** Task to complete **
Without changing a single character, write out every record below.

** Records for this task **
//! Shared fixtures for atomic operation tests.
//!
//! Provides a small blog domain (articles, people, tags) backed by the
//! in-memory store, plus a handler wrapper that counts persistence calls so
//! batching behavior can be observed.

use std::sync::Arc;
use std::sync::atomic::{AtomicUsize, Ordering};

use async_trait::async_trait;
use jsonapi_atomic::error::HandlerError;
use jsonapi_atomic::handler::ResourceHandler;
use jsonapi_atomic::operation::Operation;
use jsonapi_atomic::resource::Resource;
use jsonapi_atomic::response::AtomicResponse;
use jsonapi_atomic::schema::{
    AttributeDefinition, AttributeType, RelationshipDefinition, ResourceSchema,
};
use jsonapi_atomic::server::{AtomicServer, ExecutionMode};
use jsonapi_atomic::store::{MemoryHandler, MemoryStore, NewResource};
use serde_json::{Value, json};

pub fn article_schema() -> ResourceSchema {
    ResourceSchema::new("articles")
        .attribute(AttributeDefinition::required("title", AttributeType::String))
        .attribute(AttributeDefinition::new("rating", AttributeType::Integer))
        .relationship(RelationshipDefinition::to_one("author", "people"))
        .relationship(RelationshipDefinition::to_many("tags", "tags"))
}

pub fn person_schema() -> ResourceSchema {
    ResourceSchema::new("people")
        .attribute(AttributeDefinition::required("name", AttributeType::String))
}

pub fn tag_schema() -> ResourceSchema {
    ResourceSchema::new("tags")
        .attribute(AttributeDefinition::required("label", AttributeType::String))
}

/// Route crate logs into the captured test output when `RUST_LOG` is set.
fn init_logs() {
    let _ = env_logger::builder().is_test(true).try_init();
}

/// Build a server over the full blog domain plus the store backing it.
pub fn blog_server(mode: ExecutionMode) -> (AtomicServer<MemoryStore>, MemoryStore) {
    init_logs();
    let store = MemoryStore::new();
    let server = AtomicServer::builder(store.clone())
        .register_all(
            "articles",
            Arc::new(MemoryHandler::new(article_schema(), store.clone())),
        )
        .register_all(
            "people",
            Arc::new(MemoryHandler::new(person_schema(), store.clone())),
        )
        .register_all(
            "tags",
            Arc::new(MemoryHandler::new(tag_schema(), store.clone())),
        )
        .execution_mode(mode)
        .build()
        .unwrap();
    (server, store)
}

/// Insert a person row directly, returning the assigned id.
pub async fn seed_person(store: &MemoryStore, name: &str) -> String {
    let mut row = NewResource::default();
    row.attributes.insert("name".into(), json!(name));
    store.insert("people", row).await.unwrap().id
}

/// Insert an article row directly, returning the assigned id.
pub async fn seed_article(store: &MemoryStore, title: &str) -> String {
    let mut row = NewResource::default();
    row.attributes.insert("title".into(), json!(title));
    store.insert("articles", row).await.unwrap().id
}

/// Run a document through the server, panicking on configuration errors.
pub async fn process(server: &AtomicServer<MemoryStore>, document: Value) -> AtomicResponse {
    server
        .process(document.to_string().as_bytes())
        .await
        .unwrap()
}

/// The `atomic:results` entries of a success response; empty for 204.
pub fn results(response: &AtomicResponse) -> Vec<Value> {
    match response.json() {
        Some(body) => body["atomic:results"].as_array().cloned().unwrap_or_default(),
        None => Vec::new(),
    }
}

/// The single error object of a failure response.
pub fn first_error(response: &AtomicResponse) -> Value {
    let body = response.json().expect("error response carries a body");
    let errors = body["errors"].as_array().expect("errors member").clone();
    assert_eq!(errors.len(), 1, "failures report exactly one error");
    errors[0].clone()
}

/// Number of times each persistence entry point was hit.
#[derive(Debug, Default)]
pub struct CallCounts {
    create: AtomicUsize,
    create_many: AtomicUsize,
    apply: AtomicUsize,
    remove: AtomicUsize,
    remove_many: AtomicUsize,
}

impl CallCounts {
    pub fn create(&self) -> usize {
        self.create.load(Ordering::SeqCst)
    }

    pub fn create_many(&self) -> usize {
        self.create_many.load(Ordering::SeqCst)
    }

    pub fn apply(&self) -> usize {
        self.apply.load(Ordering::SeqCst)
    }

    pub fn remove(&self) -> usize {
        self.remove.load(Ordering::SeqCst)
    }

    pub fn remove_many(&self) -> usize {
        self.remove_many.load(Ordering::SeqCst)
    }
}

/// Handler wrapper that counts how often the engine hits each persistence
/// entry point before delegating to the wrapped handler.
#[derive(Debug)]
pub struct CountingHandler {
    inner: MemoryHandler,
    counts: Arc<CallCounts>,
}

impl CountingHandler {
    pub fn new(inner: MemoryHandler) -> (Self, Arc<CallCounts>) {
        let counts = Arc::new(CallCounts::default());
        let handler = Self {
            inner,
            counts: Arc::clone(&counts),
        };
        (handler, counts)
    }
}

#[async_trait]
impl ResourceHandler for CountingHandler {
    fn schema(&self) -> &ResourceSchema {
        self.inner.schema()
    }

    async fn load(&self, id: &str) -> Result<Option<Resource>, HandlerError> {
        self.inner.load(id).await
    }

    async fn create(&self, operation: &Operation) -> Result<Resource, HandlerError> {
        self.counts.create.fetch_add(1, Ordering::SeqCst);
        self.inner.create(operation).await
    }

    async fn create_many(&self, operations: &[Operation]) -> Result<Vec<Resource>, HandlerError> {
        self.counts.create_many.fetch_add(1, Ordering::SeqCst);
        self.inner.create_many(operations).await
    }

    async fn apply(
        &self,
        resource: Resource,
        operation: &Operation,
    ) -> Result<Resource, HandlerError> {
        self.counts.apply.fetch_add(1, Ordering::SeqCst);
        self.inner.apply(resource, operation).await
    }

    async fn remove(&self, resource: Resource) -> Result<(), HandlerError> {
        self.counts.remove.fetch_add(1, Ordering::SeqCst);
        self.inner.remove(resource).await
    }

    async fn remove_many(&self, ids: &[String]) -> Result<(), HandlerError> {
        self.counts.remove_many.fetch_add(1, Ordering::SeqCst);
        self.inner.remove_many(ids).await
    }
}

/// Build a server over the blog domain whose article handler counts calls.
pub fn counting_server(
    mode: ExecutionMode,
) -> (AtomicServer<MemoryStore>, MemoryStore, Arc<CallCounts>) {
    init_logs();
    let store = MemoryStore::new();
    let (articles, counts) =
        CountingHandler::new(MemoryHandler::new(article_schema(), store.clone()));
    let server = AtomicServer::builder(store.clone())
        .register_all("articles", Arc::new(articles))
        .register_all(
            "people",
            Arc::new(MemoryHandler::new(person_schema(), store.clone())),
        )
        .execution_mode(mode)
        .build()
        .unwrap();
    (server, store, counts)
}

** Solved exercise **
//! Shared fixtures for atomic operation tests.
//!
//! Provides a small blog domain (articles, people, tags) backed by the
//! in-memory store, plus a handler wrapper that counts persistence calls so
//! batching behavior can be observed.

use std::sync::Arc;
use std::sync::atomic::{AtomicUsize, Ordering};

use async_trait::async_trait;
use jsonapi_atomic::error::HandlerError;
use jsonapi_atomic::handler::ResourceHandler;
use jsonapi_atomic::operation::Operation;
use jsonapi_atomic::resource::Resource;
use jsonapi_atomic::response::AtomicResponse;
use jsonapi_atomic::schema::{
    AttributeDefinition, AttributeType, RelationshipDefinition, ResourceSchema,
};
use jsonapi_atomic::server::{AtomicServer, ExecutionMode};
use jsonapi_atomic::store::{MemoryHandler, MemoryStore, NewResource};
use serde_json::{Value, json};

pub fn article_schema() -> ResourceSchema {
    ResourceSchema::new("articles")
        .attribute(AttributeDefinition::required("title", AttributeType::String))
        .attribute(AttributeDefinition::new("rating", AttributeType::Integer))
        .relationship(RelationshipDefinition::to_one("author", "people"))
        .relationship(RelationshipDefinition::to_many("tags", "tags"))
}

pub fn person_schema() -> ResourceSchema {
    ResourceSchema::new("people")
        .attribute(AttributeDefinition::required("name", AttributeType::String))
}

pub fn tag_schema() -> ResourceSchema {
    ResourceSchema::new("tags")
        .attribute(AttributeDefinition::required("label", AttributeType::String))
}

/// Route crate logs into the captured test output when `RUST_LOG` is set.
fn init_logs() {
    let _ = env_logger::builder().is_test(true).try_init();
}

/// Build a server over the full blog domain plus the store backing it.
pub fn blog_server(mode: ExecutionMode) -> (AtomicServer<MemoryStore>, MemoryStore) {
    init_logs();
    let store = MemoryStore::new();
    let server = AtomicServer::builder(store.clone())
        .register_all(
            "articles",
            Arc::new(MemoryHandler::new(article_schema(), store.clone())),
        )
        .register_all(
            "people",
            Arc::new(MemoryHandler::new(person_schema(), store.clone())),
        )
        .register_all(
            "tags",
            Arc::new(MemoryHandler::new(tag_schema(), store.clone())),
        )
        .execution_mode(mode)
        .build()
        .unwrap();
    (server, store)
}

/// Insert a person row directly, returning the assigned id.
pub async fn seed_person(store: &MemoryStore, name: &str) -> String {
    let mut row = NewResource::default();
    row.attributes.insert("name".into(), json!(name));
    store.insert("people", row).await.unwrap().id
}

/// Insert an article row directly, returning the assigned id.
pub async fn seed_article(store: &MemoryStore, title: &str) -> String {
    let mut row = NewResource::default();
    row.attributes.insert("title".into(), json!(title));
    store.insert("articles", row).await.unwrap().id
}

/// Run a document through the server, panicking on configuration errors.
pub async fn process(server: &AtomicServer<MemoryStore>, document: Value) -> AtomicResponse {
    server
        .process(document.to_string().as_bytes())
        .await
        .unwrap()
}

/// The `atomic:results` entries of a success response; empty for 204.
pub fn results(response: &AtomicResponse) -> Vec<Value> {
    match response.json() {
        Some(body) => body["atomic:results"].as_array().cloned().unwrap_or_default(),
        None => Vec::new(),
    }
}

/// The single error object of a failure response.
pub fn first_error(response: &AtomicResponse) -> Value {
    let body = response.json().expect("error response carries a body");
    let errors = body["errors"].as_array().expect("errors member").clone();
    assert_eq!(errors.len(), 1, "failures report exactly one error");
    errors[0].clone()
}

/// Number of times each persistence entry point was hit.
#[derive(Debug, Default)]
pub struct CallCounts {
    create: AtomicUsize,
    create_many: AtomicUsize,
    apply: AtomicUsize,
    remove: AtomicUsize,
    remove_many: AtomicUsize,
}

impl CallCounts {
    pub fn create(&self) -> usize {
        self.create.load(Ordering::SeqCst)
    }

    pub fn create_many(&self) -> usize {
        self.create_many.load(Ordering::SeqCst)
    }

    pub fn apply(&self) -> usize {
        self.apply.load(Ordering::SeqCst)
    }

    pub fn remove(&self) -> usize {
        self.remove.load(Ordering::SeqCst)
    }

    pub fn remove_many(&self) -> usize {
        self.remove_many.load(Ordering::SeqCst)
    }
}

/// Handler wrapper that counts how often the engine hits each persistence
/// entry point before delegating to the wrapped handler.
#[derive(Debug)]
pub struct CountingHandler {
    inner: MemoryHandler,
    counts: Arc<CallCounts>,
}

impl CountingHandler {
    pub fn new(inner: MemoryHandler) -> (Self, Arc<CallCounts>) {
        let counts = Arc::new(CallCounts::default());
        let handler = Self {
            inner,
            counts: Arc::clone(&counts),
        };
        (handler, counts)
    }
}

#[async_trait]
impl ResourceHandler for CountingHandler {
    fn schema(&self) -> &ResourceSchema {
        self.inner.schema()
    }

    async fn load(&self, id: &str) -> Result<Option<Resource>, HandlerError> {
        self.inner.load(id).await
    }

    async fn create(&self, operation: &Operation) -> Result<Resource, HandlerError> {
        self.counts.create.fetch_add(1, Ordering::SeqCst);
        self.inner.create(operation).await
    }

    async fn create_many(&self, operations: &[Operation]) -> Result<Vec<Resource>, HandlerError> {
        self.counts.create_many.fetch_add(1, Ordering::SeqCst);
        self.inner.create_many(operations).await
    }

    async fn apply(
        &self,
        resource: Resource,
        operation: &Operation,
    ) -> Result<Resource, HandlerError> {
        self.counts.apply.fetch_add(1, Ordering::SeqCst);
        self.inner.apply(resource, operation).await
    }

    async fn remove(&self, resource: Resource) -> Result<(), HandlerError> {
        self.counts.remove.fetch_add(1, Ordering::SeqCst);
        self.inner.remove(resource).await
    }

    async fn remove_many(&self, ids: &[String]) -> Result<(), HandlerError> {
        self.counts.remove_many.fetch_add(1, Ordering::SeqCst);
        self.inner.remove_many(ids).await
    }
}

/// Build a server over the blog domain whose article handler counts calls.
pub fn counting_server(
    mode: ExecutionMode,
) -> (AtomicServer<MemoryStore>, MemoryStore, Arc<CallCounts>) {
    init_logs();
    let store = MemoryStore::new();
    let (articles, counts) =
        CountingHandler::new(MemoryHandler::new(article_schema(), store.clone()));
    let server = AtomicServer::builder(store.clone())
        .register_all("articles", Arc::new(articles))
        .register_all(
            "people",
            Arc::new(MemoryHandler::new(person_schema(), store.clone())),
        )
        .execution_mode(mode)
        .build()
        .unwrap();
    (server, store, counts)
}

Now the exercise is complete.